Sonó el teléfono de Luc, que se disculpó cuando vio el número.
—Luc, soy el padre Menaud —dijo este con voz temblorosa.
—Hola, dom Menaud. ¿Se encuentra bien?
—Sé que es una tontería preocuparse por algo así teniendo en cuenta la horrible tragedia de los asesinatos, pero… —Dejó la frase a medias.
—¿Pero qué, padre?
—¡Acabo de descubrir que el manuscrito ha desaparecido! Estaba en la caja de mi escritorio. ¿Lo recuerda?
—Por supuesto.
—¡Esta mañana he abierto la caja para hojearlo y ya no estaba! No sabrá nada al respecto, ¿verdad?
—No, nada. ¿Cuándo fue la última vez que lo vio?
—Hace una semana, tal vez. Antes de la tragedia.
—¿Podría haber entrado alguien en su celda el domingo por la noche y robarlo?
—Sí. Aquí no cerramos nada con llave. Los hermanos y yo estábamos rezando cuando se perpetraron los asesinatos.
—Lo siento, padre. No sé qué decir. Tenemos una copia muy fiel, en color, del manuscrito, pero no puede considerarse un sustituto. Debería llamar al coronel Toucas y comunicárselo. Y, escuche, tengo una buena noticia, supongo. Hemos descifrado otro fragmento. Le enviaré la información en cuanto la tenga.
Luc se guardó el teléfono en el bolsillo y vio que Isaak lo estaba mirando fijamente.

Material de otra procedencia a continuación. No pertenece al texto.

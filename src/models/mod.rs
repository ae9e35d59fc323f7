pub mod matching;
pub mod meeting;
pub mod reminder;
pub mod scan;

pub use matching::*;
pub use meeting::*;
pub use reminder::*;
pub use scan::*;
//! Estrutura da reunião: o facilitador lê o nome de cada card do board e o
//! time discute em seguida. Aqui a transcrição é cortada em trechos por card.

use crate::models::{CardDiscussion, DiscussionSummary};
use once_cell::sync::Lazy;
use regex::Regex;
use std::collections::BTreeSet;
use trello::matching::{normalize, sequence_ratio, tokenize};
use trello::Card;

static SEGMENT_RE: Lazy<Regex> = Lazy::new(|| {
    Regex::new(r"^([A-Za-z][A-Za-z\s'.]+?)\s*[-:]\s*(.+)$").expect("regex de segmento válida")
});

const NON_SPEAKERS: &[&str] = &[
    "meeting",
    "call",
    "video",
    "audio",
    "transcript",
    "recording",
    "summary",
];

const TRELLO_INDICATORS: &[&str] = &["trello", "cards", "board", "tasks"];

/// Confiança de um trecho aberto pelo facilitador
const FACILITATOR_READ_CONFIDENCE: u8 = 85;

const ACTION_PHRASES: &[&str] = &["will", "going to", "need to", "should", "must", "action"];
const KEY_PHRASES: &[&str] = &["important", "key", "main", "primary", "critical"];
const DECISION_PHRASES: &[&str] = &["decide", "agreed", "conclusion", "result"];

#[derive(Debug, Clone, PartialEq, Eq)]
pub struct Segment {
    pub speaker: String,
    pub text: String,
}

/// Falas no formato `Nome: texto` ou `Nome - texto`
pub fn parse_segments(transcript: &str) -> Vec<Segment> {
    transcript
        .lines()
        .map(str::trim)
        .filter_map(|line| SEGMENT_RE.captures(line))
        .filter_map(|caps| {
            let speaker = caps[1].trim().to_string();
            if NON_SPEAKERS.contains(&speaker.to_lowercase().as_str()) {
                return None;
            }
            Some(Segment {
                speaker,
                text: caps[2].trim().to_string(),
            })
        })
        .collect()
}

/// Partes (com mais de 2 letras) dos nomes de facilitadores
fn facilitator_parts(facilitators: &[String]) -> Vec<String> {
    facilitators
        .iter()
        .flat_map(|f| tokenize(f))
        .filter(|p| p.chars().count() > 2)
        .collect()
}

fn is_facilitator(speaker: &str, parts: &[String]) -> bool {
    let speaker = normalize(speaker);
    parts.iter().any(|p| speaker.contains(p.as_str()))
}

/// Card que o facilitador está lendo nesta fala, se houver
pub fn match_card_reading<'a>(text: &str, cards: &'a [Card]) -> Option<&'a Card> {
    let text_lower = normalize(text);
    let text_words: Vec<&str> = text_lower.split_whitespace().collect();

    let mut best: Option<(&Card, f64)> = None;

    for card in cards {
        let name_lower = normalize(&card.name);
        if name_lower.is_empty() {
            continue;
        }

        let mut score = 0.0;

        if text_lower.contains(&name_lower) || name_lower.contains(&text_lower) {
            let ratio = sequence_ratio(text, &card.name);
            if ratio > 0.6 {
                score = ratio;
            }
        }

        let keywords: Vec<&str> = name_lower
            .split_whitespace()
            .filter(|w| w.chars().count() > 3)
            .collect();
        if !keywords.is_empty() {
            let hits = keywords
                .iter()
                .filter(|k| text_words.iter().any(|w| w.contains(*k)))
                .count();
            let keyword_score = hits as f64 / keywords.len() as f64;
            if keyword_score > 0.5 && keyword_score > score {
                score = keyword_score;
            }
        }

        if score > best.map(|(_, s)| s).unwrap_or(0.3) {
            best = Some((card, score));
        }
    }

    best.map(|(card, _)| card)
}

/// Corta a transcrição em discussões por card
///
/// A seção começa na primeira fala do facilitador que menciona o board.
/// Cada fala do facilitador que corresponde a um card abre uma nova discussão;
/// as falas seguintes se acumulam nela.
pub fn extract_card_discussions(
    transcript: &str,
    cards: &[Card],
    facilitators: &[String],
) -> Vec<CardDiscussion> {
    let parts = facilitator_parts(facilitators);
    let segments = parse_segments(transcript);

    let Some(start) = segments.iter().position(|s| {
        is_facilitator(&s.speaker, &parts) && {
            let text = s.text.to_lowercase();
            TRELLO_INDICATORS.iter().any(|i| text.contains(i))
        }
    }) else {
        tracing::debug!("Nenhuma seção de revisão do Trello encontrada na transcrição");
        return Vec::new();
    };

    let mut discussions: Vec<CardDiscussion> = Vec::new();
    let mut current: Option<(&Card, Vec<String>, BTreeSet<String>)> = None;

    let mut flush = |current: &mut Option<(&Card, Vec<String>, BTreeSet<String>)>| {
        if let Some((card, lines, speakers)) = current.take() {
            if lines.is_empty() {
                return;
            }
            // Um card lido duas vezes fica com a última discussão
            discussions.retain(|d| d.card_id != card.id);
            discussions.push(CardDiscussion {
                card_id: card.id.clone(),
                card_name: card.name.clone(),
                speakers: speakers.into_iter().collect(),
                lines,
                confidence: FACILITATOR_READ_CONFIDENCE,
            });
        }
    };

    for segment in &segments[start..] {
        if is_facilitator(&segment.speaker, &parts) {
            if let Some(card) = match_card_reading(&segment.text, cards) {
                flush(&mut current);
                tracing::debug!("Leitura de card: '{}' -> '{}'", segment.text, card.name);
                current = Some((card, Vec::new(), BTreeSet::new()));
                continue;
            }
        }

        if let Some((_, lines, speakers)) = current.as_mut() {
            lines.push(format!("{}: {}", segment.speaker, segment.text));
            speakers.insert(segment.speaker.clone());
        }
    }
    flush(&mut current);

    discussions
}

/// Até 3 pontos-chave e 3 ações de uma discussão
pub fn summarize_discussion(lines: &[String]) -> DiscussionSummary {
    if lines.len() <= 2 {
        return DiscussionSummary {
            key_points: lines.to_vec(),
            action_items: Vec::new(),
        };
    }

    let mut summary = DiscussionSummary::default();
    for line in lines {
        let lower = line.to_lowercase();
        if ACTION_PHRASES.iter().any(|p| lower.contains(p)) {
            summary.action_items.push(line.clone());
        } else if KEY_PHRASES.iter().any(|p| lower.contains(p))
            || DECISION_PHRASES.iter().any(|p| lower.contains(p))
        {
            summary.key_points.push(line.clone());
        }
    }
    summary.key_points.truncate(3);
    summary.action_items.truncate(3);

    if summary.key_points.is_empty() && summary.action_items.is_empty() {
        summary.key_points = lines
            .iter()
            .filter(|l| l.trim().chars().count() > 20)
            .take(3)
            .cloned()
            .collect();
    }
    summary
}

#[cfg(test)]
mod tests {
    use super::*;

    fn cards() -> Vec<Card> {
        vec![
            Card::new("c1", "Mobile App Login Screen"),
            Card::new("c2", "Organize Court Documents"),
            Card::new("c3", "Social Media Calendar"),
        ]
    }

    fn facilitators() -> Vec<String> {
        vec!["James Taylor".to_string()]
    }

    const MEETING: &str = "\
James Taylor: Morning all, quick check-in first.
Wendy Tamba: All good here.
James Taylor: Alright, let's go through our Trello board now.
James Taylor: Mobile app login screen.
Breyden Cole: I fixed the token refresh, it's important for release.
Wendy Tamba: I will test it tomorrow.
James Taylor: Organize court documents.
Levy Nkeng: I need to finish the last folder.
Recording - paused
James Taylor: Thanks everyone.
";

    #[test]
    fn test_parse_segments_skips_non_speakers() {
        let segments = parse_segments(MEETING);
        assert!(segments.iter().all(|s| s.speaker != "Recording"));
        assert_eq!(segments[0].speaker, "James Taylor");
        assert_eq!(segments[0].text, "Morning all, quick check-in first.");
    }

    #[test]
    fn test_match_card_reading() {
        let cards = cards();
        assert_eq!(match_card_reading("Mobile app login screen.", &cards).unwrap().id, "c1");
        assert_eq!(match_card_reading("Next is the court documents one", &cards).unwrap().id, "c2");
        assert!(match_card_reading("Thanks everyone.", &cards).is_none());
    }

    #[test]
    fn test_extract_card_discussions() {
        let discussions = extract_card_discussions(MEETING, &cards(), &facilitators());
        assert_eq!(discussions.len(), 2);

        let mobile = &discussions[0];
        assert_eq!(mobile.card_id, "c1");
        assert_eq!(mobile.speakers, vec!["Breyden Cole", "Wendy Tamba"]);
        assert_eq!(mobile.lines.len(), 2);
        assert_eq!(mobile.confidence, 85);

        let court = &discussions[1];
        assert_eq!(court.card_id, "c2");
        assert_eq!(court.lines[0], "Levy Nkeng: I need to finish the last folder.");
        assert_eq!(court.lines.len(), 2);
    }

    #[test]
    fn test_no_trello_section() {
        let text = "Wendy: hello\nJames Taylor: see you tomorrow";
        assert!(extract_card_discussions(text, &cards(), &facilitators()).is_empty());
    }

    #[test]
    fn test_summarize_discussion() {
        let lines: Vec<String> = vec![
            "Breyden: The key blocker is the API key.".into(),
            "Wendy: I will test it tomorrow.".into(),
            "Levy: ok".into(),
        ];
        let summary = summarize_discussion(&lines);
        assert_eq!(summary.key_points, vec!["Breyden: The key blocker is the API key."]);
        assert_eq!(summary.action_items, vec!["Wendy: I will test it tomorrow."]);

        let short = summarize_discussion(&["A: hi".to_string()]);
        assert_eq!(short.key_points, vec!["A: hi"]);
    }
}
use axum::{
    extract::{Path, Query, State},
    response::Json,
};
use chrono::{NaiveDate, Utc};
use serde::Deserialize;
use serde_json::{json, Value};
use std::sync::Arc;

use meeting_trello_middleware::models::{CardUpdateStatus, ScanOptions};
use meeting_trello_middleware::utils::logging::*;
use meeting_trello_middleware::utils::{AppError, AppResult};
use meeting_trello_middleware::AppState;

const DEFAULT_COOLDOWN_HOURS: i64 = 24;

#[derive(Debug, Default, Deserialize)]
pub struct PreviewRequest {
    #[serde(default)]
    pub cards: Option<Vec<CardUpdateStatus>>,
    #[serde(default)]
    pub scan_all: bool,
}

#[derive(Debug, Deserialize)]
pub struct SendUpdateRequest {
    pub message: String,
    #[serde(default)]
    pub chat_id: Option<String>,
}

#[derive(Debug, Deserialize)]
pub struct CardUserRequest {
    pub card_id: String,
    pub user: String,
}

#[derive(Debug, Deserialize)]
pub struct CardMessageStatusRequest {
    pub card_id: String,
    pub user: String,
    #[serde(default)]
    pub cooldown_hours: Option<i64>,
}

#[derive(Debug, Deserialize)]
pub struct StatsQuery {
    pub date: Option<String>,
}

fn require(field: &str, value: &str) -> AppResult<()> {
    if value.trim().is_empty() {
        return Err(AppError::ValidationError(format!("{} is required", field)));
    }
    Ok(())
}

pub async fn scan_cards(
    State(state): State<Arc<AppState>>,
    body: Option<Json<ScanOptions>>,
) -> Result<Json<Value>, AppError> {
    log_request_received("/api/scan-cards", "POST");
    let options = body.map(|Json(o)| o).unwrap_or_default();

    let report = state.scanner.scan(options).await?;
    Ok(Json(json!({
        "success": true,
        "report": report,
        "timestamp": Utc::now().to_rfc3339()
    })))
}

/// Pré-visualiza os lembretes; sem cards no corpo, faz o scan antes
pub async fn preview_updates(
    State(state): State<Arc<AppState>>,
    body: Option<Json<PreviewRequest>>,
) -> Result<Json<Value>, AppError> {
    log_request_received("/api/preview-updates", "POST");
    let request = body.map(|Json(r)| r).unwrap_or_default();

    let cards = match request.cards {
        Some(cards) => cards,
        None => {
            state
                .scanner
                .scan(ScanOptions {
                    scan_all: request.scan_all,
                })
                .await?
                .cards
        }
    };

    let preview = state.dispatcher.preview(&cards).await?;
    Ok(Json(json!({
        "success": true,
        "cards_needing_updates": cards.iter().filter(|c| c.needs_update).count(),
        "preview": preview,
        "timestamp": Utc::now().to_rfc3339()
    })))
}

/// Execução manual do ciclo automático: scan + envio
pub async fn send_reminders(
    State(state): State<Arc<AppState>>,
    body: Option<Json<ScanOptions>>,
) -> Result<Json<Value>, AppError> {
    log_request_received("/api/send-reminders", "POST");
    let options = body.map(|Json(o)| o).unwrap_or_default();

    let report = state.scanner.scan(options).await?;
    let dispatch = state.dispatcher.dispatch(&report.cards).await?;

    Ok(Json(json!({
        "success": dispatch.errors.is_empty(),
        "cards_scanned": report.total_cards,
        "cards_needing_updates": report.cards_needing_updates,
        "dispatch": dispatch,
        "timestamp": Utc::now().to_rfc3339()
    })))
}

/// Mensagem livre para o grupo (ou para um chat específico)
pub async fn send_updates(
    State(state): State<Arc<AppState>>,
    Json(request): Json<SendUpdateRequest>,
) -> Result<Json<Value>, AppError> {
    log_request_received("/api/send-updates", "POST");
    require("message", &request.message)?;

    let whatsapp = state
        .whatsapp
        .as_ref()
        .ok_or_else(|| AppError::WhatsApp("WhatsApp (Green API) not configured".to_string()))?;
    let chat_id = request
        .chat_id
        .as_deref()
        .map(str::trim)
        .filter(|c| !c.is_empty())
        .or_else(|| state.settings.group_chat_id())
        .ok_or_else(|| AppError::ValidationError("chat_id is required (no group chat configured)".to_string()))?
        .to_string();

    let sent = whatsapp.send_with_retry(&chat_id, &request.message).await?;
    log_whatsapp_sent(&chat_id, "manual update", 0);

    Ok(Json(json!({
        "success": true,
        "chat_id": chat_id,
        "message_id": sent.id_message,
        "timestamp": Utc::now().to_rfc3339()
    })))
}

pub async fn list_reminders(State(state): State<Arc<AppState>>) -> Json<Value> {
    log_request_received("/api/reminders", "GET");
    let records = state.tracker.records().await;
    let escalated = records.iter().filter(|r| r.escalated).count();

    Json(json!({
        "success": true,
        "count": records.len(),
        "escalated": escalated,
        "reminders": records
    }))
}

pub async fn get_reminder(
    State(state): State<Arc<AppState>>,
    Path((card_id, user)): Path<(String, String)>,
) -> Json<Value> {
    log_request_received("/api/reminders/:card_id/:user", "GET");
    let record = state.tracker.get_status(&card_id, &user).await;
    Json(json!({ "success": true, "reminder": record }))
}

pub async fn mark_responded(
    State(state): State<Arc<AppState>>,
    Json(request): Json<CardUserRequest>,
) -> Result<Json<Value>, AppError> {
    log_request_received("/api/reminders/mark-responded", "POST");
    require("card_id", &request.card_id)?;
    require("user", &request.user)?;

    let marked = state
        .tracker
        .mark_response_received(&request.card_id, &request.user)
        .await?;
    Ok(Json(json!({
        "success": true,
        "messages_marked": marked,
        "reminder": state.tracker.get_status(&request.card_id, &request.user).await
    })))
}

pub async fn resolve_reminder(
    State(state): State<Arc<AppState>>,
    Json(request): Json<CardUserRequest>,
) -> Result<Json<Value>, AppError> {
    log_request_received("/api/reminders/resolve", "POST");
    require("card_id", &request.card_id)?;
    require("user", &request.user)?;

    let record = state.tracker.resolve(&request.card_id, &request.user).await?;
    Ok(Json(json!({ "success": true, "reminder": record })))
}

pub async fn delete_card_reminders(
    State(state): State<Arc<AppState>>,
    Path(card_id): Path<String>,
) -> Result<Json<Value>, AppError> {
    log_request_received("/api/reminders/cards/:card_id", "DELETE");
    let removed = state.tracker.remove_card(&card_id).await?;
    if removed == 0 {
        return Err(AppError::NotFound(format!("No reminders for card {}", card_id)));
    }
    Ok(Json(json!({ "success": true, "removed": removed })))
}

pub async fn message_stats(
    State(state): State<Arc<AppState>>,
    Query(query): Query<StatsQuery>,
) -> Result<Json<Value>, AppError> {
    log_request_received("/api/message-stats", "GET");
    let date = match query.date.as_deref().map(str::trim).filter(|d| !d.is_empty()) {
        Some(raw) => NaiveDate::parse_from_str(raw, "%Y-%m-%d").map_err(|_| {
            AppError::ValidationError(format!("Invalid date '{}', expected YYYY-MM-DD", raw))
        })?,
        None => Utc::now().date_naive(),
    };

    let stats = state.tracker.daily_stats(date).await;
    Ok(Json(json!({ "success": true, "stats": stats })))
}

pub async fn assignee_stats(
    State(state): State<Arc<AppState>>,
    Path(name): Path<String>,
) -> Json<Value> {
    log_request_received("/api/message-stats/assignee/:name", "GET");
    let stats = state.tracker.assignee_stats(&name).await;
    Json(json!({ "success": true, "stats": stats }))
}

pub async fn card_message_status(
    State(state): State<Arc<AppState>>,
    Json(request): Json<CardMessageStatusRequest>,
) -> Result<Json<Value>, AppError> {
    log_request_received("/api/card-message-status", "POST");
    require("card_id", &request.card_id)?;
    require("user", &request.user)?;

    let permission = state
        .tracker
        .can_send_message(
            &request.card_id,
            &request.user,
            request.cooldown_hours.unwrap_or(DEFAULT_COOLDOWN_HOURS),
            Utc::now(),
        )
        .await;
    let record = state.tracker.get_status(&request.card_id, &request.user).await;

    Ok(Json(json!({
        "success": true,
        "permission": permission,
        "reminder": record
    })))
}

—Además de todo lo sucedido, han robado el manuscrito de Ruac. Quizá la noche de los asesinatos. Ya no me creo que todo esto sea una coincidencia. Ni hablar. Ahora, más que nunca, es importante que sepamos qué dice el manuscrito. Tiene que ser la clave, así que empecemos.
Isaak había impreso el largo mensaje de correo electrónico procedente de Bélgica. Se puso las gafas para leer y empezó a traducir el texto en latín deprisa y corriendo. Cada vez que se atascaba, se disculpaba alegando que Hugo poseía un mayor dominio del latín.